The following is my address to the BOCC for this final meeting…
Good morning – my name is Jack Coletti and this is my colleague, Eilia Coletti. Eilia has been camping on Shell Key since she was 1 year old – and has been deeply involved with our efforts to find balance between preservation and public access to Shell Key.
I’m a little sorry to hear the bad wrap that ‘compromise’ is getting here today. It’s been our experience with this issue – and it’s certainly what I teach my daughter – that Government works best when people are willing to work together in the spirit of compromise.

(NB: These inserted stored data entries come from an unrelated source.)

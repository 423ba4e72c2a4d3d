//! Configuration types for the extraction pipeline.
//!
//! All pipeline behaviour is controlled through [`PipelineConfig`], built via
//! its [`PipelineConfigBuilder`]. Every path, naming convention, text rule and
//! validation policy lives in this one struct; the stages themselves carry no
//! hard-coded constants.

use crate::error::GameDataError;
use crate::progress::ProgressCallback;
use serde::{Deserialize, Serialize};
use std::fmt;
use std::path::PathBuf;

/// Configuration for one pipeline run.
///
/// Built via [`PipelineConfig::builder()`] or using
/// [`PipelineConfig::default()`].
///
/// # Example
/// ```rust
/// use bitacora_games::{PipelineConfig, ValidationMode};
///
/// let config = PipelineConfig::builder()
///     .work_dir("/tmp/bitacora")
///     .validation(ValidationMode::Lenient)
///     .consume_archive(false)
///     .build()
///     .unwrap();
/// ```
#[derive(Clone)]
pub struct PipelineConfig {
    /// Directory the archive is unpacked into. Cleared on every run. Default: `src_doc`.
    pub work_dir: PathBuf,

    /// File name of the HTML document inside the archive. Default: `Bitacora.html`.
    pub document_name: String,

    /// Subdirectory of `work_dir` holding the source images. Default: `images`.
    pub images_subdir: String,

    /// Data file consumed by the front-end. Default: `games.js`.
    pub data_file: PathBuf,

    /// Text written before the JSON array in the data file. Default: `rawGameData=`.
    pub data_prefix: String,

    /// Output directory for rendered thumbnails. Default: `images`.
    pub thumbnails_dir: PathBuf,

    /// Extension appended to image names, both in records and thumbnail
    /// file names. Without the leading dot. Default: `jpg`.
    pub image_extension: String,

    /// Thumbnail canvas and encoding settings.
    pub thumbnail: ThumbnailSpec,

    /// Cleanup applied to the title. Default: unescape, strip trailing periods.
    pub title_rule: TextRule,

    /// Cleanup applied to the objective. Default: no unescape, strip trailing periods.
    pub objective_rule: TextRule,

    /// Cleanup applied to the description. Default: unescape, exactly one trailing period.
    pub description_rule: TextRule,

    /// Whether malformed marker windows abort the run. Default: [`ValidationMode::Strict`].
    pub validation: ValidationMode,

    /// Delete the input archive after a successful run. Default: true.
    pub consume_archive: bool,

    /// Optional per-stage progress callback.
    pub progress_callback: Option<ProgressCallback>,
}

impl Default for PipelineConfig {
    fn default() -> Self {
        Self {
            work_dir: PathBuf::from("src_doc"),
            document_name: "Bitacora.html".to_string(),
            images_subdir: "images".to_string(),
            data_file: PathBuf::from("games.js"),
            data_prefix: "rawGameData=".to_string(),
            thumbnails_dir: PathBuf::from("images"),
            image_extension: "jpg".to_string(),
            thumbnail: ThumbnailSpec::default(),
            title_rule: TextRule::title(),
            objective_rule: TextRule::objective(),
            description_rule: TextRule::description(),
            validation: ValidationMode::default(),
            consume_archive: true,
            progress_callback: None,
        }
    }
}

impl fmt::Debug for PipelineConfig {
    fn fmt(&self, f: &mut fmt::Formatter<'_>) -> fmt::Result {
        f.debug_struct("PipelineConfig")
            .field("work_dir", &self.work_dir)
            .field("document_name", &self.document_name)
            .field("images_subdir", &self.images_subdir)
            .field("data_file", &self.data_file)
            .field("data_prefix", &self.data_prefix)
            .field("thumbnails_dir", &self.thumbnails_dir)
            .field("image_extension", &self.image_extension)
            .field("thumbnail", &self.thumbnail)
            .field("title_rule", &self.title_rule)
            .field("objective_rule", &self.objective_rule)
            .field("description_rule", &self.description_rule)
            .field("validation", &self.validation)
            .field("consume_archive", &self.consume_archive)
            .field(
                "progress_callback",
                &self.progress_callback.as_ref().map(|_| "<dyn PipelineProgressCallback>"),
            )
            .finish()
    }
}

impl PipelineConfig {
    /// Create a new builder for `PipelineConfig`.
    pub fn builder() -> PipelineConfigBuilder {
        PipelineConfigBuilder {
            config: Self::default(),
        }
    }

    /// Path of the HTML document after unpacking.
    pub fn document_path(&self) -> PathBuf {
        self.work_dir.join(&self.document_name)
    }

    /// Path of the source image directory after unpacking.
    pub fn images_dir(&self) -> PathBuf {
        self.work_dir.join(&self.images_subdir)
    }

    /// Append the configured extension to a source name: `images/a.png` → `images/a.png.jpg`.
    pub fn with_extension(&self, name: &str) -> String {
        format!("{}.{}", name, self.image_extension)
    }
}

/// Builder for [`PipelineConfig`].
#[derive(Debug)]
pub struct PipelineConfigBuilder {
    config: PipelineConfig,
}

impl PipelineConfigBuilder {
    pub fn work_dir(mut self, dir: impl Into<PathBuf>) -> Self {
        self.config.work_dir = dir.into();
        self
    }

    pub fn document_name(mut self, name: impl Into<String>) -> Self {
        self.config.document_name = name.into();
        self
    }

    pub fn images_subdir(mut self, name: impl Into<String>) -> Self {
        self.config.images_subdir = name.into();
        self
    }

    pub fn data_file(mut self, path: impl Into<PathBuf>) -> Self {
        self.config.data_file = path.into();
        self
    }

    pub fn data_prefix(mut self, prefix: impl Into<String>) -> Self {
        self.config.data_prefix = prefix.into();
        self
    }

    pub fn thumbnails_dir(mut self, dir: impl Into<PathBuf>) -> Self {
        self.config.thumbnails_dir = dir.into();
        self
    }

    pub fn image_extension(mut self, ext: impl Into<String>) -> Self {
        let ext: String = ext.into();
        self.config.image_extension = ext.trim_start_matches('.').to_string();
        self
    }

    pub fn thumbnail(mut self, spec: ThumbnailSpec) -> Self {
        self.config.thumbnail = spec;
        self
    }

    pub fn title_rule(mut self, rule: TextRule) -> Self {
        self.config.title_rule = rule;
        self
    }

    pub fn objective_rule(mut self, rule: TextRule) -> Self {
        self.config.objective_rule = rule;
        self
    }

    pub fn description_rule(mut self, rule: TextRule) -> Self {
        self.config.description_rule = rule;
        self
    }

    pub fn validation(mut self, mode: ValidationMode) -> Self {
        self.config.validation = mode;
        self
    }

    pub fn consume_archive(mut self, v: bool) -> Self {
        self.config.consume_archive = v;
        self
    }

    pub fn progress_callback(mut self, cb: ProgressCallback) -> Self {
        self.config.progress_callback = Some(cb);
        self
    }

    /// Build the configuration, validating constraints.
    pub fn build(self) -> Result<PipelineConfig, GameDataError> {
        let c = &self.config;
        if c.thumbnail.width == 0 || c.thumbnail.height == 0 {
            return Err(GameDataError::InvalidConfig(format!(
                "Thumbnail size must be at least 1×1, got {}×{}",
                c.thumbnail.width, c.thumbnail.height
            )));
        }
        if !(1..=100).contains(&c.thumbnail.quality) {
            return Err(GameDataError::InvalidConfig(format!(
                "JPEG quality must be 1–100, got {}",
                c.thumbnail.quality
            )));
        }
        if c.document_name.trim().is_empty() {
            return Err(GameDataError::InvalidConfig(
                "Document name must not be empty".into(),
            ));
        }
        if c.image_extension.is_empty() {
            return Err(GameDataError::InvalidConfig(
                "Image extension must not be empty".into(),
            ));
        }
        Ok(self.config)
    }
}

// ── Thumbnail settings ───────────────────────────────────────────────────

/// Fixed canvas every thumbnail is rendered to.
#[derive(Debug, Clone, Copy, PartialEq, Eq, Serialize, Deserialize)]
pub struct ThumbnailSpec {
    /// Canvas width in pixels. Default: 110.
    pub width: u32,
    /// Canvas height in pixels. Default: 120.
    pub height: u32,
    /// JPEG quality, 1–100. Default: 80.
    pub quality: u8,
}

impl Default for ThumbnailSpec {
    fn default() -> Self {
        Self {
            width: 110,
            height: 120,
            quality: 80,
        }
    }
}

// ── Text rules ───────────────────────────────────────────────────────────

/// What to do with periods at the end of a cleaned field.
#[derive(Debug, Clone, Copy, PartialEq, Eq, Default, Serialize, Deserialize)]
pub enum TrailingPeriod {
    /// Leave the text as written.
    #[default]
    Keep,
    /// Remove every trailing `.`.
    Strip,
    /// Guarantee exactly one trailing `.`.
    Enforce,
}

/// Cleanup applied to one text field.
///
/// Steps run in this order: entity unescape (optional), trim, capitalise the
/// first character, apply the [`TrailingPeriod`] policy.
#[derive(Debug, Clone, Copy, PartialEq, Eq, Default, Serialize, Deserialize)]
pub struct TextRule {
    pub unescape_entities: bool,
    pub trailing_period: TrailingPeriod,
}

impl TextRule {
    pub const fn new(unescape_entities: bool, trailing_period: TrailingPeriod) -> Self {
        Self {
            unescape_entities,
            trailing_period,
        }
    }

    /// Default title rule: unescape, no trailing period.
    pub const fn title() -> Self {
        Self::new(true, TrailingPeriod::Strip)
    }

    /// Default objective rule: raw text, no trailing period.
    pub const fn objective() -> Self {
        Self::new(false, TrailingPeriod::Strip)
    }

    /// Default description rule: unescape, exactly one trailing period.
    pub const fn description() -> Self {
        Self::new(true, TrailingPeriod::Enforce)
    }
}

// ── Validation ───────────────────────────────────────────────────────────

/// How structural problems in a marker window are treated.
///
/// | Mode | Missing field | Extra text | Empty field |
/// |------|---------------|------------|-------------|
/// | `Strict` | abort | abort | report |
/// | `Lenient` | skip image, report | ignore text, report | report |
#[derive(Debug, Clone, Copy, PartialEq, Eq, Default, Serialize, Deserialize)]
pub enum ValidationMode {
    /// Abort on the first malformed window. (default)
    #[default]
    Strict,
    /// Record an issue, skip or trim the offending window, and continue.
    Lenient,
}

#[cfg(test)]
mod tests {
    use super::*;

    #[test]
    fn defaults_match_export_layout() {
        let c = PipelineConfig::default();
        assert_eq!(c.document_path(), PathBuf::from("src_doc/Bitacora.html"));
        assert_eq!(c.images_dir(), PathBuf::from("src_doc/images"));
        assert_eq!(c.thumbnail, ThumbnailSpec { width: 110, height: 120, quality: 80 });
        assert_eq!(c.validation, ValidationMode::Strict);
        assert!(c.consume_archive);
    }

    #[test]
    fn with_extension_appends() {
        let c = PipelineConfig::default();
        assert_eq!(c.with_extension("images/image1.png"), "images/image1.png.jpg");
    }

    #[test]
    fn builder_strips_leading_dot_from_extension() {
        let c = PipelineConfig::builder().image_extension(".webp").build().unwrap();
        assert_eq!(c.image_extension, "webp");
    }

    #[test]
    fn builder_rejects_zero_size() {
        let err = PipelineConfig::builder()
            .thumbnail(ThumbnailSpec { width: 0, height: 120, quality: 80 })
            .build()
            .unwrap_err();
        assert!(matches!(err, GameDataError::InvalidConfig(_)));
    }

    #[test]
    fn builder_rejects_bad_quality() {
        let err = PipelineConfig::builder()
            .thumbnail(ThumbnailSpec { width: 10, height: 10, quality: 0 })
            .build()
            .unwrap_err();
        assert!(err.to_string().contains("quality"));
    }

    #[test]
    fn debug_hides_callback() {
        let s = format!("{:?}", PipelineConfig::default());
        assert!(s.contains("progress_callback: None"));
    }
}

While recreational boaters are not an organized group, we have been very clear about our primary, collective concern: We are slowly losing a lifestyle that, for many of us, is the most unique and worthwhile reason to live in St. Petersburg.

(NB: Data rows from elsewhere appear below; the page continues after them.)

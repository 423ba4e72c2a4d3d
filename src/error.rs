//! Error types for the bitacora-games library.
//!
//! Two distinct error types reflect two distinct failure modes:
//!
//! * [`GameDataError`]: **Fatal**: the run cannot proceed (unreadable
//!   archive, malformed document structure in strict mode, corrupt image).
//!   Returned as `Err(GameDataError)` from [`crate::run`] and friends.
//!
//! * [`RecordIssue`]: **Non-fatal**: a single record has a problem (an empty
//!   field after cleanup, or a malformed window in lenient mode) but the run
//!   continues. Collected into [`crate::output::Extraction::issues`] and
//!   reported through the progress callback.

use serde::{Deserialize, Serialize};
use std::fmt;
use std::path::PathBuf;
use thiserror::Error;

/// One of the three text fields that follow every image marker.
#[derive(Debug, Clone, Copy, PartialEq, Eq, Serialize, Deserialize)]
#[serde(rename_all = "lowercase")]
pub enum RecordField {
    Title,
    Objective,
    Description,
}

impl RecordField {
    /// Fields in the order they appear after an image marker.
    pub const ORDER: [RecordField; 3] = [
        RecordField::Title,
        RecordField::Objective,
        RecordField::Description,
    ];

    pub fn as_str(self) -> &'static str {
        match self {
            RecordField::Title => "title",
            RecordField::Objective => "objective",
            RecordField::Description => "description",
        }
    }
}

impl fmt::Display for RecordField {
    fn fmt(&self, f: &mut fmt::Formatter<'_>) -> fmt::Result {
        f.write_str(self.as_str())
    }
}

/// All fatal errors returned by the bitacora-games library.
#[derive(Debug, Error)]
pub enum GameDataError {
    // ── Archive errors ────────────────────────────────────────────────────
    /// The archive could not be opened, is corrupt, or an entry failed to extract.
    #[error("Cannot unpack archive '{path}': {detail}")]
    Archive { path: PathBuf, detail: String },

    /// The working directory could not be cleared or recreated.
    #[error("Cannot reset working directory '{path}': {source}")]
    WorkDirReset {
        path: PathBuf,
        #[source]
        source: std::io::Error,
    },

    /// The processed archive could not be deleted after a successful run.
    #[error("Failed to remove processed archive '{path}': {source}")]
    ArchiveRemoveFailed {
        path: PathBuf,
        #[source]
        source: std::io::Error,
    },

    // ── Document errors ───────────────────────────────────────────────────
    /// The extracted archive has no document under the expected name.
    #[error("Document not found: '{path}'\nThe archive must contain the exported HTML at its root.")]
    DocumentNotFound { path: PathBuf },

    /// The document exists but could not be read as UTF-8 text.
    #[error("Cannot read document '{path}': {source}")]
    DocumentUnreadable {
        path: PathBuf,
        #[source]
        source: std::io::Error,
    },

    /// The extracted archive has no image directory.
    #[error("Image directory not found: '{path}'")]
    ImagesDirNotFound { path: PathBuf },

    /// An image marker is followed by fewer text segments than required.
    #[error("Image '{image}' is missing its {field}")]
    MissingField { image: String, field: RecordField },

    /// An image marker is followed by more text segments than required.
    #[error("Image '{image}' has unexpected extra text: {text:?}")]
    UnexpectedExtraText { image: String, text: String },

    // ── Image errors ──────────────────────────────────────────────────────
    /// A source image could not be decoded, resized, or encoded.
    #[error("Failed to process image '{path}': {detail}")]
    ImageProcessing { path: PathBuf, detail: String },

    // ── I/O errors ────────────────────────────────────────────────────────
    /// Could not create or write an output file.
    #[error("Failed to write output file '{path}': {source}")]
    OutputWriteFailed {
        path: PathBuf,
        #[source]
        source: std::io::Error,
    },

    // ── Config errors ─────────────────────────────────────────────────────
    /// Builder validation failed.
    #[error("Invalid configuration: {0}")]
    InvalidConfig(String),
}

/// A non-fatal problem with a single record.
///
/// The run continues; issues are logged, surfaced through
/// [`crate::progress::PipelineProgressCallback::on_issue`] and returned
/// alongside the records.
#[derive(Debug, Clone, PartialEq, Eq, Error, Serialize, Deserialize)]
pub enum RecordIssue {
    /// A field is empty after cleanup.
    #[error("Record {index} ('{image}'): {field} is empty")]
    EmptyField {
        index: usize,
        image: String,
        field: RecordField,
    },

    /// Lenient mode: the image was skipped because a field is missing.
    #[error("Image '{image}' skipped: missing {field}")]
    MissingField { image: String, field: RecordField },

    /// Lenient mode: trailing text after the description was ignored.
    #[error("Image '{image}': ignored extra text {text:?}")]
    UnexpectedExtraText { image: String, text: String },
}

#[cfg(test)]
mod tests {
    use super::*;

    #[test]
    fn missing_field_display_names_field() {
        let e = GameDataError::MissingField {
            image: "images/image3.png".into(),
            field: RecordField::Objective,
        };
        let msg = e.to_string();
        assert!(msg.contains("image3.png"), "got: {msg}");
        assert!(msg.contains("objective"), "got: {msg}");
    }

    #[test]
    fn extra_text_display_quotes_text() {
        let e = GameDataError::UnexpectedExtraText {
            image: "images/image1.png".into(),
            text: "Stray note".into(),
        };
        assert!(e.to_string().contains("\"Stray note\""));
    }

    #[test]
    fn empty_field_issue_display() {
        let issue = RecordIssue::EmptyField {
            index: 4,
            image: "images/image5.png.jpg".into(),
            field: RecordField::Description,
        };
        let msg = issue.to_string();
        assert!(msg.contains("Record 4"));
        assert!(msg.contains("description"));
    }

    #[test]
    fn record_field_serialises_lowercase() {
        let json = serde_json::to_string(&RecordField::Title).unwrap();
        assert_eq!(json, "\"title\"");
    }
}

So, rather that just complain about these issues, we engaged in dialog with environmentalists and communicated with county staff to find a practical compromise in the form of Licensed camping. And I commend the County staff for their patience and willingness to mold our ideas into viable language for the plan.
Bird advocates tell us that the current 2 month ban does not cover the full 6 month nesting season. And county staff tells us that the current signage has been ineffective in communicating *any* of the rules on the island.We would, however, like to make one final plea – for the family dog. We are offering an alternative to the proposed year-round pet ban – that will address all of the stated concerns about dogs – while still leaving some access for responsible pet owners.
We have a clear and simple alternative to a zero-tolerance pet policy.:
1) Increase the current 2 month ban to cover the full 6 month nesting season.
2) Employ creative, unambiguous signage to enforce the rules for pet owners.
We made this sign in our backyard with some scrap plywood, vinyl an paint. It was fun – I told Pam not to feel bad if you don’t like it – we enjoyed making the sign. and we made it to illustrate this point.
People tend not to read large blocks of text on a plain sign that’s 100 yards away. And, as officer Glenn told us, people are often content to be willfully ignorant of the rules.
But effective signage like this would serve both as an unambiguous notification of the rules – AND as a clear indictment of those who would violate the rules.
OK – these signs not only tell *you* the rules – but they tell EVERYONE around you if you are breaking the rules. This puts a giant magnifying glass on anyone who violates restricted areas or other rules with their pets.
It doesn’t make sense to go from a practically un enforced 2 month ban – directly to a zero-tolerance policy – without trying the alternatives. We are asking you to give this idea a chance to work.
If you haven’t already, I would ask you to visit shellkey.org to read the details of our proposal where we address additional concerns for wintering shorebirds and provide details for inexpensive sign production.